I've been out of graduate school since the 1990s and so its been a very long time since people have assigned me books and expected me to read the book in a timely manner and report back.
For the past 20-odd years I've been assigning myself books. I know what I like. I know what I won't read and can't finish.
Example #1: Harry Potter books -- all, yes, definitely.
Example #2: The last book of 50 Shades of porn series. No. I couldn't take reading another word about this helpless codependent nubile girl in love with a flawed billionaire who basically can't get close to her without her agreeing to let him beat her. Even if you gave me this book for free, I don't think I'd read it. It just isn't the way I want to spend my free time.

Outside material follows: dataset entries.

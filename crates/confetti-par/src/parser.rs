//! Recursive-descent parser for the Confetti grammar.
//!
//! The grammar over the lexer's token stream:
//!
//! ```ebnf
//! document  = body EOF ;
//! body      = { NEWLINE | directive } ;
//! directive = ARGUMENT { ARGUMENT | CONTINUATION } rest ;
//! rest      = ";"
//!           | { NEWLINE } "{" body "}" [ ";" ]
//!           | (* empty *) ;
//! ```
//!
//! Line continuations are transparent inside a directive's argument run:
//! they neither start nor end it. A `}` ends the body it appears in; at
//! the top level there is no body to end, which is the one syntax error
//! detected after the top-level body returns.
//!
//! Directive materialization is two-pass. The argument run is first
//! scanned with the lexer rewound afterwards, counting arguments and
//! summing decoded lengths; the run is then re-scanned into one
//! exactly-sized value buffer plus one metadata vector, so every
//! directive costs two allocations regardless of its argument count.

use confetti_lex::{Lexer, Token, TokenFlags, TokenKind};
use confetti_util::{Error, Result};

use crate::document::{ArgMeta, Comment, Directive};
use crate::sink::Sink;

/// Single-pass parser driving a [`Sink`].
pub(crate) struct Parser<'a, S> {
    lexer: Lexer<'a>,
    sink: S,
    max_depth: usize,
}

impl<'a, S: Sink> Parser<'a, S> {
    pub(crate) fn new(lexer: Lexer<'a>, sink: S, max_depth: usize) -> Self {
        Self {
            lexer,
            sink,
            max_depth,
        }
    }

    /// Parses a whole document, returning the sink on success.
    pub(crate) fn parse_document(mut self) -> Result<S> {
        self.parse_body(0)?;

        // The only way parse_body returns with input left is a closer
        // that no body claims.
        let tok = self.peek()?;
        if tok.kind != TokenKind::Eof {
            return Err(Error::bad_syntax(
                self.lexer.offset(),
                "found '}' without matching '{'",
            ));
        }
        Ok(self.sink)
    }

    /// Peeks the next significant token, forwarding any comments that
    /// surfaced to the sink first.
    fn peek(&mut self) -> Result<Token> {
        let tok = self.lexer.peek()?;
        self.forward_comments()?;
        Ok(tok)
    }

    /// Consumes the next significant token.
    fn bump(&mut self) -> Result<Token> {
        let tok = self.lexer.bump()?;
        self.forward_comments()?;
        Ok(tok)
    }

    fn forward_comments(&mut self) -> Result<()> {
        for span in self.lexer.take_comments() {
            self.sink.on_comment(Comment { span })?;
        }
        Ok(())
    }

    /// Parses a run of directives: the whole document, or the inside of a
    /// `{ ... }` block.
    fn parse_body(&mut self, depth: usize) -> Result<()> {
        if depth >= self.max_depth {
            return Err(Error::max_depth_exceeded(self.lexer.offset()));
        }

        loop {
            let tok = self.peek()?;
            match tok.kind {
                TokenKind::Eof => break,
                TokenKind::Argument => self.parse_directive(depth)?,
                TokenKind::Newline => {
                    self.bump()?;
                }
                // The caller consumes the closer; at the top level the
                // document check reports it.
                TokenKind::RBrace => break,
                TokenKind::Continuation => {
                    return Err(Error::bad_syntax(
                        self.lexer.offset(),
                        "unexpected line continuation",
                    ));
                }
                TokenKind::Semicolon => {
                    return Err(Error::bad_syntax(self.lexer.offset(), "unexpected ';'"));
                }
                TokenKind::LBrace => {
                    return Err(Error::bad_syntax(self.lexer.offset(), "unexpected '{'"));
                }
                TokenKind::Comment | TokenKind::Whitespace => {
                    unreachable!("filtered by the lexer's peek")
                }
            }
        }
        Ok(())
    }

    /// Parses one directive: its argument run, then an optional `;` or
    /// subdirective block.
    fn parse_directive(&mut self, depth: usize) -> Result<()> {
        // Pass one: count the arguments and their total decoded size.
        let saved = self.lexer.save();
        let mut argument_count = 0;
        let mut buffer_len = 0;
        loop {
            let tok = self.peek()?;
            match tok.kind {
                TokenKind::Argument => {
                    argument_count += 1;
                    buffer_len += self.lexer.value_len(&tok)?;
                    self.bump()?;
                }
                TokenKind::Continuation => {
                    self.bump()?;
                }
                _ => break,
            }
        }
        self.lexer.restore(saved);

        // Pass two: materialize into exactly-sized storage.
        let mut values = String::with_capacity(buffer_len);
        let mut args = Vec::with_capacity(argument_count);
        let mut tok = self.peek()?;
        loop {
            match tok.kind {
                TokenKind::Argument => {
                    let start = values.len();
                    self.lexer.append_value(&tok, &mut values)?;
                    args.push(ArgMeta {
                        value: start..values.len(),
                        span: tok.span,
                        expression: tok.flags.contains(TokenFlags::EXPRESSION),
                    });
                    self.bump()?;
                }
                TokenKind::Continuation => {
                    self.bump()?;
                }
                _ => break,
            }
            tok = self.peek()?;
        }

        self.sink
            .on_directive(Directive::from_parts(values, args), self.lexer.offset())?;

        // Optional terminating semicolon: ends the directive, forbids a
        // block.
        if tok.kind == TokenKind::Semicolon {
            self.bump()?;
            return Ok(());
        }

        // The opening brace may sit on a later line.
        while tok.kind == TokenKind::Newline {
            self.bump()?;
            tok = self.peek()?;
        }

        if tok.kind == TokenKind::LBrace {
            self.bump()?;
            self.sink.on_block_enter(self.lexer.offset())?;
            self.parse_body(depth + 1)?;

            let closer = self.peek()?;
            if closer.kind != TokenKind::RBrace {
                return Err(Error::bad_syntax(self.lexer.offset(), "expected '}'"));
            }
            self.bump()?;
            self.sink.on_block_leave(self.lexer.offset())?;

            // A redundant semicolon after the block is tolerated.
            if self.peek()?.kind == TokenKind::Semicolon {
                self.bump()?;
            }
        }
        Ok(())
    }
}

Example #4: The last book of the series that starts with Divergent. I tried. I tried and tried again but this series leaves me so cold that as people die I don't cry, I don't care, and sometimes I just don't notice. Thumbs down. Maybe the movies will be better than the books.
Example #5 Anything and everything by Isabel Allende, Mirta Ojito, Margaret George, Phillipa Gregory, Wally Lamb, Toni Morrison, and Margaret Atwood.
Example #6: Cookbooks. No. I don't understand. Pictures of food, but no food? I buy a book and you tell ME to buy more things, and then you want me to work? I don't get it. No thanks.
Example #7: Book #11. I would by 100 copies of this book and give it away to the next 100 people I see.
Book #11 did not make me happy.
I need to be clear about that. I finished this book hours ago and I'm still not smiling.
This morning I ran early to breakfast so I could have a window of time to start the book. It was so good that my coffee grew cold as I sat motionless for almost 45 minutes.
The author of this book was used by the universe like a tree is used on a funeral pyre. This (sad? happy? brilliant? tragic? beautiful?) story came through him, changed him, and warms everyone who reads it.
When I came home from breakfast (with donuts and croissants, for the record, because the record matters) I was halfway through this 100-ish page book, and crazy to finish it.
My kids wanted to know when we would go here and get that, and return this, and fix that, and do the five other things I promised I would do today.
My tone with them wasn't kind.
I **have** to finish this. This author had a horrible stroke and was left so immobilized he could only wink his left eye. He dictated the story by winking out a code to his transcriber. Every letter, every word in this story is sacred.
They get it. I'm an introvert. When I feel big things and think big thoughts, I need to be alone to turn inwards and process them bit by bit until I'm ready to talk.
I can't stand anyone talking to me while I follow this author through Paris through his final stories as he ties up his life and looks (tragically? heroically? beautifully?) forward to being freed from the prison of his body.
Although I told the kids I'd be done reading at 1pm, I finished the book at 12:30 and sat in silence and sort out the rainbow of thoughts that paraded through my imagination after finishing this delicious work of art.